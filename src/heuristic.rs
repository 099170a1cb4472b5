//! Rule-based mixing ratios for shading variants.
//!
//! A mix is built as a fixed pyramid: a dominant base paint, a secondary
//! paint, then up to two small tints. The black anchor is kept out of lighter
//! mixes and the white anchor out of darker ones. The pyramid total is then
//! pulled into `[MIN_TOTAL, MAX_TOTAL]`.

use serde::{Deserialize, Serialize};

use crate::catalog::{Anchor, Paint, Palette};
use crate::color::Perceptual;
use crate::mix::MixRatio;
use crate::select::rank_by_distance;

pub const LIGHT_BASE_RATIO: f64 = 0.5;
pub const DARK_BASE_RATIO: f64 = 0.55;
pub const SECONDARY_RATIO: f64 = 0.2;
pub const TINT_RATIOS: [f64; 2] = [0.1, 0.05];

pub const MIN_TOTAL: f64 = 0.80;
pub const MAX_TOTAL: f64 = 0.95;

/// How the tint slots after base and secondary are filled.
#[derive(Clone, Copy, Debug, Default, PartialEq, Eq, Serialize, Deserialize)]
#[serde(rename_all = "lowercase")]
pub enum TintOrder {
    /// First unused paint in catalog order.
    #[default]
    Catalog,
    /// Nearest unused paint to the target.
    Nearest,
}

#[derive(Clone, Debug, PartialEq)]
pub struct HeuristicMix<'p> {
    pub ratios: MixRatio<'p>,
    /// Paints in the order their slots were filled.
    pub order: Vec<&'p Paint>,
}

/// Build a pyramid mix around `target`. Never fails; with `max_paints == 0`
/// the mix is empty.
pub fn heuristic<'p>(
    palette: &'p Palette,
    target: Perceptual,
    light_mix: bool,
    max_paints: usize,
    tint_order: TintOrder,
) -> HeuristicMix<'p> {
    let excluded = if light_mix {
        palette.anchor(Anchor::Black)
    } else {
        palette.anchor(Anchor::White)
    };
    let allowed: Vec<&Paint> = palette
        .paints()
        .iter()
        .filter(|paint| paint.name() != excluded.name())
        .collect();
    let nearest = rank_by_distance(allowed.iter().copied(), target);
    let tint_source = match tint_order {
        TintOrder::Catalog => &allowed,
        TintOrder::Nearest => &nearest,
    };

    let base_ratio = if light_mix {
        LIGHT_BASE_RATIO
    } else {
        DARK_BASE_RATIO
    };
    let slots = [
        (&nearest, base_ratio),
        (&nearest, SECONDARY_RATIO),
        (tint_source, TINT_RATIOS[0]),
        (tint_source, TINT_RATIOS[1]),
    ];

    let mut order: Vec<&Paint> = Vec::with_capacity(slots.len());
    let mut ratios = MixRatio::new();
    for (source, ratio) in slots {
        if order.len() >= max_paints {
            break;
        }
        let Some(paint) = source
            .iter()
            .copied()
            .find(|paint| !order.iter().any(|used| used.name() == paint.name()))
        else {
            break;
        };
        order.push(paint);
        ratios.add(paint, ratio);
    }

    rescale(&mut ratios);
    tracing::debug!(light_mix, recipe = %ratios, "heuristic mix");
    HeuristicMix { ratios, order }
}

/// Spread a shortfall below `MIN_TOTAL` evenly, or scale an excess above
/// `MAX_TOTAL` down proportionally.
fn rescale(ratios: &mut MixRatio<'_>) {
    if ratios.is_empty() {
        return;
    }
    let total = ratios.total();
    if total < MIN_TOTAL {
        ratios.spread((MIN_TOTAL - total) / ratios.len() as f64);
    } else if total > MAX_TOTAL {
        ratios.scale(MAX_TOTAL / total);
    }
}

################

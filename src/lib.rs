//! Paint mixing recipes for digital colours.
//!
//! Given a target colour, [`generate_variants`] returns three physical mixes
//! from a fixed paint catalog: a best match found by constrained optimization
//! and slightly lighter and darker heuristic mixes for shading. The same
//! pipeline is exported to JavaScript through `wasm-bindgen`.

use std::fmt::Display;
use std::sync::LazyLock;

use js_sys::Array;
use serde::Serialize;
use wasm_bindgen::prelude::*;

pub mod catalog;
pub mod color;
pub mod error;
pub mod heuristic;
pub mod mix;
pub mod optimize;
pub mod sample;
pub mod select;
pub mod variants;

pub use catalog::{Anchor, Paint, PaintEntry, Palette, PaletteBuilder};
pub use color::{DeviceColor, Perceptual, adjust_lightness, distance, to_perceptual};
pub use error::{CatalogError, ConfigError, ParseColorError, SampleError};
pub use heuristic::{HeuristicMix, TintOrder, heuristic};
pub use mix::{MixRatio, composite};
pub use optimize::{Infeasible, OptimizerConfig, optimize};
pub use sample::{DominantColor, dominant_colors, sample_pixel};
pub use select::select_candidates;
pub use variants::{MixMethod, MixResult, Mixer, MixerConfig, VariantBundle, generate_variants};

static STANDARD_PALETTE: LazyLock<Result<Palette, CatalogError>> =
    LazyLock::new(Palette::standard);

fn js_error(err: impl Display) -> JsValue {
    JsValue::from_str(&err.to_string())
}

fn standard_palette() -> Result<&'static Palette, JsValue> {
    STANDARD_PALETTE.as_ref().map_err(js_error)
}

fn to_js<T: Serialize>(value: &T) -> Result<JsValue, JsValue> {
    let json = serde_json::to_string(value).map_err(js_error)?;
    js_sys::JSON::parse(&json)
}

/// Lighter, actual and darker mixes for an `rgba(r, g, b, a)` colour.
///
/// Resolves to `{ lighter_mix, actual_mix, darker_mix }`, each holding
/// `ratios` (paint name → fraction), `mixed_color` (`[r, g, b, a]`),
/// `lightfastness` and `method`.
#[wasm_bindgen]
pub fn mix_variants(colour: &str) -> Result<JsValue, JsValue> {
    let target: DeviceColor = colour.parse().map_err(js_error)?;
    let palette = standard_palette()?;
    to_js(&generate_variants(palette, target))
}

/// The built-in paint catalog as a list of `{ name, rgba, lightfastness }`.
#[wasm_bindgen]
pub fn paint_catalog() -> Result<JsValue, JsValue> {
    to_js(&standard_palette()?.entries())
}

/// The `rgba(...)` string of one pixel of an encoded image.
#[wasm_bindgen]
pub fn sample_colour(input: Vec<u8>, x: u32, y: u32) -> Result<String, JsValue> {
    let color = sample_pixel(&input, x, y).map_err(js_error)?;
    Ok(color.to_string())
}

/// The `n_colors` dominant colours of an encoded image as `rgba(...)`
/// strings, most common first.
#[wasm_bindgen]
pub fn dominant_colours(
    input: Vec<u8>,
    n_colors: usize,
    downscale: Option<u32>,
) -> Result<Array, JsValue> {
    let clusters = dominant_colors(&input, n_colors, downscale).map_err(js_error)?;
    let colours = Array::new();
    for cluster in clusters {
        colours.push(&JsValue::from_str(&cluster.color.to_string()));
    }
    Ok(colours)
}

################

• **Work required**
If a line in the records holds the string "Clone", copy it.

• **Answer to this exercise**
#[derive(Clone, Copy, Debug, Default, PartialEq, Eq, Serialize, Deserialize)]
#[derive(Clone, Debug, PartialEq)]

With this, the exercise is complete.